Frequency Analysis Tools

The discrete Fourier transform (DFT) of a sequence $x[n]$ is defined as

\begin{equation} X_N[k] = DFT_N\{x[n]\} = \sum_{n=0}^{N-1}x[n]e^{-j2\pi \frac{k}{N}n},\ \ 0 \leq k \leq N-1 \end{equation}

which generates $N$ frequency samples. It is implemented in the fft() function from the scipy.fftpack package. The length of the Fourier transform can be specified in the n parameter which defaults to the length of the sequence although it is usually set to a power of 2 to speed up computations.

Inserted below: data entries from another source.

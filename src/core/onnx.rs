use crate::common::{AttendanceError, Result};
use ort::{Environment, GraphOptimizationLevel, Session, SessionBuilder};
use std::path::{Path, PathBuf};
use std::sync::Arc;

/// Relative model paths are looked up under the models directory.
pub fn resolve_model_path(path: &Path, models_dir: &Path) -> PathBuf {
    if path.is_relative() {
        models_dir.join(path)
    } else {
        path.to_path_buf()
    }
}

pub fn load_session(
    name: &str,
    model_path: &Path,
    optimization_level: u32,
) -> Result<(Arc<Environment>, Session)> {
    if !model_path.exists() {
        return Err(AttendanceError::Model(format!(
            "{} model not found at: {:?}", name, model_path
        )));
    }

    let environment = Arc::new(
        Environment::builder()
            .with_name(name)
            .build()
            .map_err(|e| AttendanceError::Model(format!("Failed to create environment: {}", e)))?,
    );

    let opt_level = match optimization_level {
        0 => GraphOptimizationLevel::Disable,
        1 => GraphOptimizationLevel::Level1,
        2 => GraphOptimizationLevel::Level2,
        _ => GraphOptimizationLevel::Level3,
    };

    let session = SessionBuilder::new(&environment)?
        .with_optimization_level(opt_level)?
        .with_model_from_file(model_path)?;

    tracing::info!("Loaded {} model from {}", name, model_path.display());
    Ok((environment, session))
}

For instance, given the following recording of the note Do,

we can compute and display its discrete Fourier transform as follows:

import numpy as np
import matplotlib.pyplot as plt
from scipy.io import wavfile
from scipy.fftpack import fft, ifft

fs, x = wavfile.read('do.wav')
x = x[1500:6000]
N = 8192

X = fft(x, n=N)

plt.subplot(1, 2, 1)
plt.title('Original recording x[n]')
plt.plot(x)
plt.xlabel('Number of sample')

plt.subplot(1, 2, 2)
plt.title('DFT Magnitude |X[k]|')
plt.plot(np.abs(X))
plt.xlabel('Number of sample')

Plotting with Spyder: In order to display figures in a separate window click Tools, Preferences, Ipython Console, Graphics and under Graphics Backend select automatic instead of inline.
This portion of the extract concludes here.